Studies have shown it's very safe with little to no negative side effects. It's a must if you want to build muscle mass.
How Long Until You See Results?
Your body won’t transform overnight, but it’s so rewarding when you look in the mirror and you begin to see a change.
Remind yourself that it will take time, but your efforts will prove worth it, as you’re becoming healthier every time you walk into the gym.
If you’re interested in tracking your progress, consider taking measurements or a before-and-after picture, but don’t look at the photo all the time – put in a month's work and then consider comparing photos.
Once again, it’s important to remember that you can’t quite bypass genetics. Your body is uniquely designed and may gain weight easier in certain areas than others.
One major study shows that even when men and women complete the same exercises, changes can range from loss of muscle mass (-2%) to massive gains (59%). (5)
Because of this, different body types may require more bulking and calories, more weightlifting or more cardio, or more nutrition.
There is no one-size-fits-all plan for building larger hip and thigh muscles, which means adjustments may be necessary as you try out our recommended exercises and diet plans. One way to counter genetic disadvantages is by taking supplements.

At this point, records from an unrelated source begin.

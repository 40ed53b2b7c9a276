//! Component kinds, kind sets, and the tagged union over component data.

use std::fmt;

use serde::{Deserialize, Serialize};
use smallvec::SmallVec;

use crate::components::collider::Collider;
use crate::components::physics::Physics;
use crate::components::screenconfig::ScreenConfig;
use crate::components::sprite::Sprite;
use crate::components::text::Text;
use crate::components::transform::Transform;

/// Small integer identifier of a component kind.
#[derive(Clone, Copy, Debug, PartialEq, Eq, Hash, PartialOrd, Ord, Serialize, Deserialize)]
#[serde(rename_all = "snake_case")]
#[repr(u32)]
pub enum ComponentKind {
    Transform = 1,
    Sprite = 2,
    Text = 3,
    ScreenConfig = 4,
    Physics = 5,
    Collider = 6,
}

impl ComponentKind {
    pub const ALL: [ComponentKind; 6] = [
        ComponentKind::Transform,
        ComponentKind::Sprite,
        ComponentKind::Text,
        ComponentKind::ScreenConfig,
        ComponentKind::Physics,
        ComponentKind::Collider,
    ];

    pub const fn id(self) -> u32 {
        self as u32
    }

    pub fn from_id(id: u32) -> Option<Self> {
        Self::ALL.into_iter().find(|k| k.id() == id)
    }

    /// Name used at the scripting boundary.
    pub const fn name(self) -> &'static str {
        match self {
            ComponentKind::Transform => "transform",
            ComponentKind::Sprite => "sprite",
            ComponentKind::Text => "text",
            ComponentKind::ScreenConfig => "screen_config",
            ComponentKind::Physics => "physics",
            ComponentKind::Collider => "collider",
        }
    }

    /// Parse a kind name. Accepts `snake_case`, `CamelCase`, and the numeric id.
    pub fn from_name(name: &str) -> Option<Self> {
        let normalized: String = name
            .chars()
            .filter(|c| *c != '_' && *c != '-')
            .collect::<String>()
            .to_ascii_lowercase();
        match normalized.as_str() {
            "transform" => Some(ComponentKind::Transform),
            "sprite" => Some(ComponentKind::Sprite),
            "text" => Some(ComponentKind::Text),
            "screenconfig" => Some(ComponentKind::ScreenConfig),
            "physics" => Some(ComponentKind::Physics),
            "collider" => Some(ComponentKind::Collider),
            other => other.parse().ok().and_then(Self::from_id),
        }
    }

    const fn bit(self) -> u32 {
        1 << self.id()
    }
}

impl fmt::Display for ComponentKind {
    fn fmt(&self, f: &mut fmt::Formatter<'_>) -> fmt::Result {
        f.write_str(self.name())
    }
}

/// Set of component kinds stored as a bit mask.
///
/// Used both as a system's requirement declaration and as an entity's
/// signature (the kinds it currently holds).
#[derive(Clone, Copy, Default, PartialEq, Eq, Hash)]
pub struct ComponentSet(u32);

impl ComponentSet {
    pub const EMPTY: ComponentSet = ComponentSet(0);

    pub const fn new() -> Self {
        Self::EMPTY
    }

    pub fn of(kinds: &[ComponentKind]) -> Self {
        kinds.iter().copied().collect()
    }

    /// Builder-style insert.
    pub const fn with(self, kind: ComponentKind) -> Self {
        ComponentSet(self.0 | kind.bit())
    }

    pub fn insert(&mut self, kind: ComponentKind) {
        self.0 |= kind.bit();
    }

    pub fn remove(&mut self, kind: ComponentKind) {
        self.0 &= !kind.bit();
    }

    pub const fn contains(&self, kind: ComponentKind) -> bool {
        self.0 & kind.bit() != 0
    }

    /// `true` if every kind in `required` is also in `self`.
    pub const fn contains_all(&self, required: ComponentSet) -> bool {
        self.0 & required.0 == required.0
    }

    pub const fn is_empty(&self) -> bool {
        self.0 == 0
    }

    pub const fn len(&self) -> usize {
        self.0.count_ones() as usize
    }

    pub fn kinds(&self) -> SmallVec<[ComponentKind; 6]> {
        ComponentKind::ALL
            .into_iter()
            .filter(|k| self.contains(*k))
            .collect()
    }
}

impl FromIterator<ComponentKind> for ComponentSet {
    fn from_iter<I: IntoIterator<Item = ComponentKind>>(iter: I) -> Self {
        let mut set = ComponentSet::new();
        for kind in iter {
            set.insert(kind);
        }
        set
    }
}

impl fmt::Debug for ComponentSet {
    fn fmt(&self, f: &mut fmt::Formatter<'_>) -> fmt::Result {
        f.debug_set().entries(self.kinds()).finish()
    }
}

/// Closed tagged union over every component kind.
#[derive(Clone, Debug, PartialEq, Serialize, Deserialize)]
#[serde(tag = "kind", rename_all = "snake_case")]
pub enum Component {
    Transform(Transform),
    Sprite(Sprite),
    Text(Text),
    ScreenConfig(ScreenConfig),
    Physics(Physics),
    Collider(Collider),
}

impl Component {
    pub fn kind(&self) -> ComponentKind {
        match self {
            Component::Transform(_) => ComponentKind::Transform,
            Component::Sprite(_) => ComponentKind::Sprite,
            Component::Text(_) => ComponentKind::Text,
            Component::ScreenConfig(_) => ComponentKind::ScreenConfig,
            Component::Physics(_) => ComponentKind::Physics,
            Component::Collider(_) => ComponentKind::Collider,
        }
    }

    /// Default-initialised component of the given kind.
    pub fn default_of(kind: ComponentKind) -> Self {
        match kind {
            ComponentKind::Transform => Transform::default().into(),
            ComponentKind::Sprite => Sprite::default().into(),
            ComponentKind::Text => Text::default().into(),
            ComponentKind::ScreenConfig => ScreenConfig::default().into(),
            ComponentKind::Physics => Physics::default().into(),
            ComponentKind::Collider => Collider::default().into(),
        }
    }
}

/// Typed access to one variant of [`Component`].
pub trait ComponentData: Sized + Into<Component> {
    const KIND: ComponentKind;

    fn from_component(component: &Component) -> Option<&Self>;

    fn from_component_mut(component: &mut Component) -> Option<&mut Self>;
}

macro_rules! component_data {
    ($($ty:ident),* $(,)?) => {
        $(
            impl From<$ty> for Component {
                fn from(value: $ty) -> Self {
                    Component::$ty(value)
                }
            }

            impl ComponentData for $ty {
                const KIND: ComponentKind = ComponentKind::$ty;

                fn from_component(component: &Component) -> Option<&Self> {
                    match component {
                        Component::$ty(value) => Some(value),
                        _ => None,
                    }
                }

                fn from_component_mut(component: &mut Component) -> Option<&mut Self> {
                    match component {
                        Component::$ty(value) => Some(value),
                        _ => None,
                    }
                }
            }
        )*
    };
}

component_data!(Transform, Sprite, Text, ScreenConfig, Physics, Collider);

The Bottom Line on Getting Bigger Thighs
Like any physical transformation, pumping up thighs and hips doesn’t happen overnight. It requires a combination of weightlifting, nutrition, and diet decisions.
If you work out and eat mindfully, though, chances are that you’re going to see results. Be patient, work hard, and remember to celebrate your gains.
While building the muscle in your thighs and hips, you'll also be building a bigger booty - it's a win-win situation.